PBN: Can you give our readers some of the highlights from his plan, and how likely it is to garner the support necessary to pass?
CABRAL: A few of the plan’s most noteworthy highlights include:
- Reducing our seven existing tax brackets to just three: 10 percent, 25 percent and 35 percent
- Doubling standard deductions, while continuing to provide tax relief for families with child and dependent care expenses. Additionally, deductions related to homeowners and charitable giving would continue to be allowed
- Repealing the federal estate tax, the alternative minimum tax and the 3.8 percent Obamacare tax on investment income
From a business perspective, the proposed plan would reduce the business tax rate to 15 percent. And, in an effort to level the playing field for American companies, the plan would create a territorial tax system that provides a one-time tax on the repatriation of funds being held overseas. As far as garnering support, it will depend on the plan’s ability to fulfill its promise as being revenue-neutral. Details within the plan still need to be ironed out – and if it cannot be shown to be revenue-neutral, full passage will prove difficult.

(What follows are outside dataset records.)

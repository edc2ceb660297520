#![forbid(unsafe_code)]
#![allow(dead_code)]

use std::path::Path;
use std::process::{Command, Output};

pub(crate) fn write(root: &Path, rel: &str, body: &str) {
    let path = root.join(rel);
    std::fs::create_dir_all(path.parent().expect("parent")).expect("mkdir");
    std::fs::write(path, body).expect("write fixture");
}

pub(crate) fn ov(args: &[&str]) -> Output {
    Command::new(env!("CARGO_BIN_EXE_ov"))
        .args(args)
        .env_remove("OV_SOURCE_DIR")
        .env_remove("OV_UPSTREAM_FILE")
        .env_remove("OV_DISABLED_POLICY")
        .env_remove("OV_LOG")
        .output()
        .expect("spawn ov")
}

pub(crate) fn stdout(output: &Output) -> String {
    String::from_utf8_lossy(&output.stdout).into_owned()
}

pub(crate) fn stderr(output: &Output) -> String {
    String::from_utf8_lossy(&output.stderr).into_owned()
}

/// Source store and upstream snapshot covering every verdict kind.
pub(crate) fn seed_overlay(root: &Path) {
    write(
        root,
        "data/overrides/tasks.json",
        r#"{
  "t-needed": {"minPlayerLevel": 10},
  "t-fixed": {"minPlayerLevel": 10},
  "t-gone": {"minPlayerLevel": 3},
  "t-disabled": {"disabled": true},
  "t-objective": {"objectives": {"obj1": {"count": 4}}}
}"#,
    );
    write(
        root,
        "data/additions/items.yaml",
        "new-item:\n  name: Community item\n",
    );
    write(
        root,
        "upstream.json",
        r#"{"data": {"tasks": [
  {"id": "t-needed", "name": "Debut", "minPlayerLevel": 20},
  {"id": "t-fixed", "name": "Shortage", "minPlayerLevel": 10},
  {"id": "t-disabled", "name": "Old task"},
  {"id": "t-objective", "name": "Gunsmith", "objectives": [{"id": "obj1", "count": 4}]}
]}}"#,
    );
}
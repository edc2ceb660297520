#![forbid(unsafe_code)]

//! `ov`: validate, build and check the community patch overlay.
//!
//! - `ov validate` loads the source store and runs the structural lint.
//! - `ov build` compiles every override and addition into one artifact.
//! - `ov check` reconciles overrides against an upstream snapshot and reports
//!   which patches are still needed.

mod report;

use anyhow::{Context, Result, bail};
use clap::{Parser, Subcommand, ValueEnum};
use ov_core::report::categorize_owned;
use ov_core::{DisabledPolicy, ReconcileOptions, RecordLayout, reconcile_class};
use ov_storage::{SnapshotFile, SourceStore, UpstreamProvider, compile, write_artifact};
use report::{ClassReport, print_json, print_lint, print_text};
use std::path::{Path, PathBuf};
use std::process::ExitCode;
use time::OffsetDateTime;
use tracing_subscriber::EnvFilter;
use tracing_subscriber::layer::SubscriberExt;
use tracing_subscriber::util::SubscriberInitExt;

const DEFAULT_ARTIFACT_VERSION: &str = "0.0.0";

#[derive(Parser)]
#[command(name = "ov")]
#[command(about = "Community patch overlay for upstream game data", long_about = None)]
struct Cli {
    /// Log filter (e.g. `warn`, `ov_storage=debug`).
    #[arg(long, global = true, env = "OV_LOG", default_value = "warn")]
    log_level: String,

    #[command(subcommand)]
    command: Commands,
}

#[derive(Subcommand)]
enum Commands {
    /// Load the source store and lint every record.
    Validate {
        /// Directory holding `overrides/` and `additions/`.
        #[arg(long, env = "OV_SOURCE_DIR", default_value = "data")]
        source: PathBuf,
    },

    /// Compile the source store into a single versioned artifact.
    Build {
        #[arg(long, env = "OV_SOURCE_DIR", default_value = "data")]
        source: PathBuf,

        /// Output path of the artifact.
        #[arg(long, default_value = "dist/overlay.json")]
        out: PathBuf,

        /// Version stamped into the artifact.
        #[arg(long = "artifact-version", default_value = DEFAULT_ARTIFACT_VERSION)]
        artifact_version: String,
    },

    /// Reconcile overrides against an upstream snapshot.
    Check {
        #[arg(long, env = "OV_SOURCE_DIR", default_value = "data")]
        source: PathBuf,

        /// Upstream snapshot (JSON or YAML).
        #[arg(long, env = "OV_UPSTREAM_FILE")]
        upstream: PathBuf,

        /// Only reconcile this entity class.
        #[arg(long)]
        class: Option<String>,

        /// How `disabled: true` patches are classified.
        #[arg(long, env = "OV_DISABLED_POLICY", default_value = "flag-for-review")]
        disabled_policy: DisabledPolicy,

        #[arg(long, value_enum, default_value_t = OutputFormat::Text)]
        format: OutputFormat,

        /// Exit with status 2 when any patch is still needed.
        #[arg(long)]
        fail_on_needed: bool,
    },
}

#[derive(Clone, Copy, Debug, PartialEq, Eq, ValueEnum)]
enum OutputFormat {
    Text,
    Json,
}

fn init_logging(filter: &str) {
    let filter = EnvFilter::try_new(filter).unwrap_or_else(|_| EnvFilter::new("warn"));
    let _ = tracing_subscriber::registry()
        .with(filter)
        .with(tracing_subscriber::fmt::layer().with_writer(std::io::stderr))
        .try_init();
}

fn main() -> ExitCode {
    let cli = Cli::parse();
    init_logging(&cli.log_level);
    match run(cli.command) {
        Ok(code) => code,
        Err(err) => {
            eprintln!("error: {err:#}");
            ExitCode::FAILURE
        }
    }
}

fn run(command: Commands) -> Result<ExitCode> {
    match command {
        Commands::Validate { source } => validate(source),
        Commands::Build {
            source,
            out,
            artifact_version,
        } => build(source, out, &artifact_version),
        Commands::Check {
            source,
            upstream,
            class,
            disabled_policy,
            format,
            fail_on_needed,
        } => {
            let options = ReconcileOptions {
                layout: RecordLayout::default(),
                disabled_policy,
            };
            check(source, upstream, class.as_deref(), &options, format, fail_on_needed)
        }
    }
}

fn open_store(source: &Path) -> Result<SourceStore> {
    SourceStore::open(source)
        .with_context(|| format!("failed to load source store {}", source.display()))
}

fn validate(source: PathBuf) -> Result<ExitCode> {
    let store = open_store(&source)?;
    let issues = store.lint(&RecordLayout::default())?;
    let mut stdout = std::io::stdout().lock();
    print_lint(&mut stdout, store.record_count(), &issues)?;
    if issues.is_empty() {
        Ok(ExitCode::SUCCESS)
    } else {
        Ok(ExitCode::FAILURE)
    }
}

fn build(source: PathBuf, out: PathBuf, version: &str) -> Result<ExitCode> {
    let store = open_store(&source)?;
    let issues = store.lint(&RecordLayout::default())?;
    if !issues.is_empty() {
        let mut stderr = std::io::stderr().lock();
        print_lint(&mut stderr, store.record_count(), &issues)?;
        bail!("refusing to build: {} lint issue(s)", issues.len());
    }
    let artifact = compile(&store, version, OffsetDateTime::now_utc())?;
    write_artifact(&out, &artifact)
        .with_context(|| format!("failed to write artifact {}", out.display()))?;
    println!(
        "built {} (version {}, sha256 {})",
        out.display(),
        artifact.version,
        artifact.sha256
    );
    Ok(ExitCode::SUCCESS)
}

fn check(
    source: PathBuf,
    upstream: PathBuf,
    class: Option<&str>,
    options: &ReconcileOptions,
    format: OutputFormat,
    fail_on_needed: bool,
) -> Result<ExitCode> {
    let store = open_store(&source)?;
    let snapshot = SnapshotFile::new(&upstream)
        .fetch()
        .with_context(|| format!("failed to load upstream snapshot {}", upstream.display()))?;

    let selected: Vec<&String> = match class {
        Some(class) => {
            let Some((name, _)) = store.overrides().get_key_value(class) else {
                bail!("unknown override class '{class}'");
            };
            vec![name]
        }
        None => store.overrides().keys().collect(),
    };

    let mut reports = Vec::with_capacity(selected.len());
    for class in selected {
        let Some(patches) = store.override_class(class) else {
            continue;
        };
        let verdicts = reconcile_class(patches, snapshot.class(class), options);
        let categorized = categorize_owned(verdicts);
        tracing::info!(
            class = class.as_str(),
            total = categorized.len(),
            still_needed = categorized.still_needed.len(),
            "reconciled class"
        );
        reports.push(ClassReport {
            class: class.clone(),
            categorized,
        });
    }

    let mut stdout = std::io::stdout().lock();
    match format {
        OutputFormat::Text => print_text(&mut stdout, &reports)?,
        OutputFormat::Json => print_json(&mut stdout, &reports)?,
    }

    let any_needed = reports
        .iter()
        .any(|r| !r.categorized.still_needed.is_empty());
    if fail_on_needed && any_needed {
        return Ok(ExitCode::from(2));
    }
    Ok(ExitCode::SUCCESS)
}
#![forbid(unsafe_code)]

use serde::{Deserialize, Serialize};

#[derive(Clone, Copy, Debug, PartialEq, Eq, Hash, Serialize, Deserialize)]
#[serde(rename_all = "SCREAMING_SNAKE_CASE")]
pub enum VerdictStatus {
    Needed,
    Fixed,
    NotFound,
    RemovedFromApi,
}

impl VerdictStatus {
    pub fn as_str(self) -> &'static str {
        match self {
            Self::Needed => "NEEDED",
            Self::Fixed => "FIXED",
            Self::NotFound => "NOT_FOUND",
            Self::RemovedFromApi => "REMOVED_FROM_API",
        }
    }

    /// Entity is absent upstream; field comparison never ran.
    pub fn is_absent(self) -> bool {
        matches!(self, Self::NotFound | Self::RemovedFromApi)
    }
}

#[derive(Clone, Copy, Debug, PartialEq, Eq, Hash, Serialize, Deserialize)]
#[serde(rename_all = "lowercase")]
pub enum DetailStatus {
    Needed,
    Fixed,
    Check,
    Info,
}

impl DetailStatus {
    pub fn as_str(self) -> &'static str {
        match self {
            Self::Needed => "needed",
            Self::Fixed => "fixed",
            Self::Check => "check",
            Self::Info => "info",
        }
    }

    pub fn keeps_patch(self) -> bool {
        matches!(self, Self::Needed | Self::Check)
    }
}

#[derive(Clone, Debug, PartialEq, Eq, Serialize, Deserialize)]
pub struct FieldDetail {
    pub field: String,
    pub status: DetailStatus,
    pub message: String,
}

impl FieldDetail {
    pub fn new(field: impl Into<String>, status: DetailStatus, message: impl Into<String>) -> Self {
        Self {
            field: field.into(),
            status,
            message: message.into(),
        }
    }

    pub fn needed(field: impl Into<String>, message: impl Into<String>) -> Self {
        Self::new(field, DetailStatus::Needed, message)
    }

    pub fn fixed(field: impl Into<String>, message: impl Into<String>) -> Self {
        Self::new(field, DetailStatus::Fixed, message)
    }

    pub fn check(field: impl Into<String>, message: impl Into<String>) -> Self {
        Self::new(field, DetailStatus::Check, message)
    }

    pub fn info(field: impl Into<String>, message: impl Into<String>) -> Self {
        Self::new(field, DetailStatus::Info, message)
    }
}

#[derive(Clone, Debug, PartialEq, Eq, Serialize, Deserialize)]
#[serde(rename_all = "camelCase")]
pub struct Verdict {
    pub id: String,
    pub display_name: String,
    pub status: VerdictStatus,
    pub still_needed: bool,
    pub details: Vec<FieldDetail>,
}

impl Verdict {
    /// Builds a verdict whose status follows from the details: any `needed` or
    /// `check` detail keeps the patch.
    pub fn from_details(
        id: impl Into<String>,
        display_name: impl Into<String>,
        details: Vec<FieldDetail>,
    ) -> Self {
        let still_needed = details.iter().any(|d| d.status.keeps_patch());
        let status = if still_needed {
            VerdictStatus::Needed
        } else {
            VerdictStatus::Fixed
        };
        Self {
            id: id.into(),
            display_name: display_name.into(),
            status,
            still_needed,
            details,
        }
    }

    pub fn terminal(
        id: impl Into<String>,
        display_name: impl Into<String>,
        status: VerdictStatus,
        detail: FieldDetail,
    ) -> Self {
        Self {
            id: id.into(),
            display_name: display_name.into(),
            status,
            still_needed: status == VerdictStatus::Needed,
            details: vec![detail],
        }
    }

    pub fn count(&self, status: DetailStatus) -> usize {
        self.details.iter().filter(|d| d.status == status).count()
    }
}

PBN: What would the repeal of the estate tax mean for Rhode Island? Would a federal repeal supersede state-level estate taxes?
CABRAL: Most states depend on federal estate tax rules to administer their own estate taxes – so a repeal could make it difficult for states to administer and enforce their own rules. We saw this situation several years ago, when there was a one-year elimination of the federal estate tax. During that time, various state-level estate taxes remained in place – but several local estate laws continued to refer to the then-repealed federal rules. This created complexity from an administrative and compliance perspective. I would expect to see a similar result with the repeal of the federal estate tax.
PBN: How should business owners be thinking about the pass-through corporation tax?
CABRAL: As previously stated, this plan will reduce the business tax rate to 15 percent. This new rate would affect C corporations and other businesses that are structured as S corporations, partnerships and limited liability companies. Therefore, if the business is currently structured as a pass-through entity, the current plan does not require these businesses to change structure to take advantage of this new tax rate. The business income will continue to flow through to the business owner’s tax return, and this income will be taxed at the 15 percent rate. Most pass-through businesses distribute cash to their owners in order to pay the applicable tax related to the business income on their individual tax returns. This is a significant reduction in taxes and should provide businesses more available profit that can be reinvested for growth.
PBN: Should state leaders be concerned about what type of impact these cuts could have on state revenue? Why or why not?
CABRAL: The major cut in the president’s tax plan that is not discussed above is the elimination of the state income tax deduction for determining federal taxable income. In high-tax states, this can be an individual’s largest deduction. Individuals who lose this deduction could actually see a tax increase under this proposed tax plan – even with the federal rate decreasing. Therefore, if this plan delivers as promised by growing the economy and creating new jobs, businesses and individuals may need to expand into lower- or no-tax states. Additionally, businesses and individuals with the ability to move may look to these lower- or no-tax states as possible places to relocate.